Items from a dataset:
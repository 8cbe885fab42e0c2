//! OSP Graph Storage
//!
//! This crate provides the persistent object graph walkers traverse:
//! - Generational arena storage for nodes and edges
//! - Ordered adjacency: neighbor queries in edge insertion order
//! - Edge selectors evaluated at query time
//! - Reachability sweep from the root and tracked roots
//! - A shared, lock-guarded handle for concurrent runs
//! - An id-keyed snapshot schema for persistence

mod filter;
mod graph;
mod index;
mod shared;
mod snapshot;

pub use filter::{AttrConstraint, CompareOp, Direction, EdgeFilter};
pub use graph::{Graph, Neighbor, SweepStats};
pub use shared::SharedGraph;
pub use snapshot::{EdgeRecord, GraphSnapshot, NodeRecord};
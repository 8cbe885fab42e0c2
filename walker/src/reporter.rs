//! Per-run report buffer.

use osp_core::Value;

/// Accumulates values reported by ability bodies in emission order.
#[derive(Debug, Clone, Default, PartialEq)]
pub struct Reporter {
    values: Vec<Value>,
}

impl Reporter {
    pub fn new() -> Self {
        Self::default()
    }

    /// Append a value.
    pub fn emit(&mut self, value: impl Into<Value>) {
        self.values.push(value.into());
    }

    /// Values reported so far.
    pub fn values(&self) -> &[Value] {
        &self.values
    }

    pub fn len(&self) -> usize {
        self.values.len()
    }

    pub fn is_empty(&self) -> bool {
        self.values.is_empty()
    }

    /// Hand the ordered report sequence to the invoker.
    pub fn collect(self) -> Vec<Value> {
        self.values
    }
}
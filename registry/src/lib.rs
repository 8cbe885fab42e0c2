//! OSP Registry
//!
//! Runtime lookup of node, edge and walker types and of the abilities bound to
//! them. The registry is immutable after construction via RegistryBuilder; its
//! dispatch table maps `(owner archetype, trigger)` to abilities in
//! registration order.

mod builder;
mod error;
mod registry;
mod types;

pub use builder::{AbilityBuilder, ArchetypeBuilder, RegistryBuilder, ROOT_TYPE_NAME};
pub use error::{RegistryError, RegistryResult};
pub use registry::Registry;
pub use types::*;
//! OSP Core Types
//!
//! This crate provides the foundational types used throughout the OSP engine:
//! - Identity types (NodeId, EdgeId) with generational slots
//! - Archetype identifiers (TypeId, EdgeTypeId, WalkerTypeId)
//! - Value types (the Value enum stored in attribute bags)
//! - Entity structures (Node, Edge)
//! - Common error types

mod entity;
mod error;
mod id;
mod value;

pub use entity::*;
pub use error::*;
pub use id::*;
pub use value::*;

__Exercise__:
In the data above, which lines lie between the line with "and tracked roots" and the line with "Append a value.", inclusive? Print those lines exactly and nothing else.

__Response__:
//! - Reachability sweep from the root and tracked roots
//! - A shared, lock-guarded handle for concurrent runs
//! - An id-keyed snapshot schema for persistence

mod filter;
mod graph;
mod index;
mod shared;
mod snapshot;

pub use filter::{AttrConstraint, CompareOp, Direction, EdgeFilter};
pub use graph::{Graph, Neighbor, SweepStats};
pub use shared::SharedGraph;
pub use snapshot::{EdgeRecord, GraphSnapshot, NodeRecord};
repository 8cbe885fab42e0c2
filename walker/src/reporter.rs
//! Per-run report buffer.

use osp_core::Value;

/// Accumulates values reported by ability bodies in emission order.
#[derive(Debug, Clone, Default, PartialEq)]
pub struct Reporter {
    values: Vec<Value>,
}

impl Reporter {
    pub fn new() -> Self {
        Self::default()
    }

    /// Append a value.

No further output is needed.